[Problem requirements]: Would you please write out each entry that follows, exactly as written?

[Extracted data]:

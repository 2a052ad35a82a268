use axum::{
    extract::State,
    http::StatusCode,
    routing::{delete, get, patch, post},
    Json, Router,
};
use tracing::instrument;
use uuid::Uuid;

use crate::{
    auth::extractors::{AdminUser, ApiJson, ApiPath, ApiQuery},
    error::AppError,
    leads::dto::{ContactRequest, LeadPage, LeadQuery, LeadResponse, UpdateStatusRequest},
    state::AppState,
};

pub fn public_routes() -> Router<AppState> {
    Router::new().route("/contact/submit", post(submit_contact))
}

pub fn admin_routes() -> Router<AppState> {
    Router::new()
        .route("/contact/admin/all", get(list_leads))
        .route("/contact/admin/status/:id", patch(update_status))
        .route("/contact/admin/delete/:id", delete(delete_lead))
}

#[instrument(skip(state, payload))]
pub async fn submit_contact(
    State(state): State<AppState>,
    ApiJson(payload): ApiJson<ContactRequest>,
) -> Result<(StatusCode, Json<LeadResponse>), AppError> {
    let lead = state.leads.submit(payload).await?;
    Ok((
        StatusCode::CREATED,
        Json(LeadResponse {
            message: "Message sent successfully!",
            lead,
        }),
    ))
}

#[instrument(skip(state, admin), fields(admin_id = %admin.id))]
pub async fn list_leads(
    State(state): State<AppState>,
    AdminUser(admin): AdminUser,
    ApiQuery(q): ApiQuery<LeadQuery>,
) -> Result<Json<LeadPage>, AppError> {
    Ok(Json(state.leads.list(q).await?))
}

#[instrument(skip(state, admin, payload), fields(admin_id = %admin.id))]
pub async fn update_status(
    State(state): State<AppState>,
    AdminUser(admin): AdminUser,
    ApiPath(id): ApiPath<Uuid>,
    ApiJson(payload): ApiJson<UpdateStatusRequest>,
) -> Result<Json<LeadResponse>, AppError> {
    let lead = state.leads.update_status(id, payload.status).await?;
    Ok(Json(LeadResponse {
        message: "Status updated",
        lead,
    }))
}

#[instrument(skip(state, admin), fields(admin_id = %admin.id))]
pub async fn delete_lead(
    State(state): State<AppState>,
    AdminUser(admin): AdminUser,
    ApiPath(id): ApiPath<Uuid>,
) -> Result<Json<serde_json::Value>, AppError> {
    state.leads.delete(id).await?;
    Ok(Json(serde_json::json!({ "message": "Lead deleted" })))
}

[Expected answer]:
repository 2a052ad35a82a268
use axum::{
    extract::State,
    http::StatusCode,
    routing::{delete, get, patch, post},
    Json, Router,
};
use tracing::instrument;
use uuid::Uuid;

use crate::{
    auth::extractors::{AdminUser, ApiJson, ApiPath, ApiQuery},
    error::AppError,
    leads::dto::{ContactRequest, LeadPage, LeadQuery, LeadResponse, UpdateStatusRequest},
    state::AppState,
};

pub fn public_routes() -> Router<AppState> {
    Router::new().route("/contact/submit", post(submit_contact))
}

pub fn admin_routes() -> Router<AppState> {
    Router::new()
        .route("/contact/admin/all", get(list_leads))
        .route("/contact/admin/status/:id", patch(update_status))
        .route("/contact/admin/delete/:id", delete(delete_lead))
}

#[instrument(skip(state, payload))]
pub async fn submit_contact(
    State(state): State<AppState>,
    ApiJson(payload): ApiJson<ContactRequest>,
) -> Result<(StatusCode, Json<LeadResponse>), AppError> {
    let lead = state.leads.submit(payload).await?;
    Ok((
        StatusCode::CREATED,
        Json(LeadResponse {
            message: "Message sent successfully!",
            lead,
        }),
    ))
}

#[instrument(skip(state, admin), fields(admin_id = %admin.id))]
pub async fn list_leads(
    State(state): State<AppState>,
    AdminUser(admin): AdminUser,
    ApiQuery(q): ApiQuery<LeadQuery>,
) -> Result<Json<LeadPage>, AppError> {
    Ok(Json(state.leads.list(q).await?))
}

#[instrument(skip(state, admin, payload), fields(admin_id = %admin.id))]
pub async fn update_status(
    State(state): State<AppState>,
    AdminUser(admin): AdminUser,
    ApiPath(id): ApiPath<Uuid>,
    ApiJson(payload): ApiJson<UpdateStatusRequest>,
) -> Result<Json<LeadResponse>, AppError> {
    let lead = state.leads.update_status(id, payload.status).await?;
    Ok(Json(LeadResponse {
        message: "Status updated",
        lead,
    }))
}

#[instrument(skip(state, admin), fields(admin_id = %admin.id))]
pub async fn delete_lead(
    State(state): State<AppState>,
    AdminUser(admin): AdminUser,
    ApiPath(id): ApiPath<Uuid>,
) -> Result<Json<serde_json::Value>, AppError> {
    state.leads.delete(id).await?;
    Ok(Json(serde_json::json!({ "message": "Lead deleted" })))
}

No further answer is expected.